(Input material Opens)

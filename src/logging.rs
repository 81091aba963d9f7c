//! Structured logging via `tracing`.
//!
//! `init_tracing` is idempotent: the first call installs the subscriber and
//! later calls do nothing. `RUST_LOG` overrides the configured filter.

use std::sync::Once;

use serde::{Deserialize, Serialize};
use tracing_subscriber::EnvFilter;

#[derive(Debug, Clone, Copy, PartialEq, Eq, Serialize, Deserialize)]
#[serde(rename_all = "lowercase")]
pub enum LogLevel {
    Trace,
    Debug,
    Info,
    Warn,
    Error,
}

impl LogLevel {
    pub fn as_str(&self) -> &'static str {
        match self {
            LogLevel::Trace => "trace",
            LogLevel::Debug => "debug",
            LogLevel::Info => "info",
            LogLevel::Warn => "warn",
            LogLevel::Error => "error",
        }
    }
}

#[derive(Debug, Clone, PartialEq, Eq, Serialize, Deserialize)]
#[serde(default)]
pub struct LoggingConfig {
    pub level: LogLevel,
    /// Per-module overrides, e.g. `("rpgworld_rust::script", Debug)`.
    pub module_filters: Vec<(String, LogLevel)>,
}

impl Default for LoggingConfig {
    fn default() -> Self {
        Self {
            level: LogLevel::Info,
            module_filters: Vec::new(),
        }
    }
}

impl LoggingConfig {
    pub fn to_env_filter_string(&self) -> String {
        let mut parts = vec![self.level.as_str().to_string()];
        for (module, level) in &self.module_filters {
            parts.push(format!("{}={}", module, level.as_str()));
        }
        parts.join(",")
    }
}

static TRACING_INIT: Once = Once::new();

pub fn init_tracing(config: &LoggingConfig) {
    let filter_str = config.to_env_filter_string();
    TRACING_INIT.call_once(move || {
        let filter =
            EnvFilter::try_from_default_env().unwrap_or_else(|_| EnvFilter::new(&filter_str));

        let subscriber = tracing_subscriber::fmt()
            .with_env_filter(filter)
            .with_target(true)
            .with_writer(std::io::stderr)
            .compact();

        // someone else (a test harness) may already own the global subscriber
        let _ = subscriber.try_init();
    });
}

(Input material Closes)

**Exercise details:** Copy out every line from the one containing "pub fn init_tracing(config: &LoggingConfig)" to the end of the material, both ends included.

**Output for this task:**
pub fn init_tracing(config: &LoggingConfig) {
    let filter_str = config.to_env_filter_string();
    TRACING_INIT.call_once(move || {
        let filter =
            EnvFilter::try_from_default_env().unwrap_or_else(|_| EnvFilter::new(&filter_str));

        let subscriber = tracing_subscriber::fmt()
            .with_env_filter(filter)
            .with_target(true)
            .with_writer(std::io::stderr)
            .compact();

        // someone else (a test harness) may already own the global subscriber
        let _ = subscriber.try_init();
    });
}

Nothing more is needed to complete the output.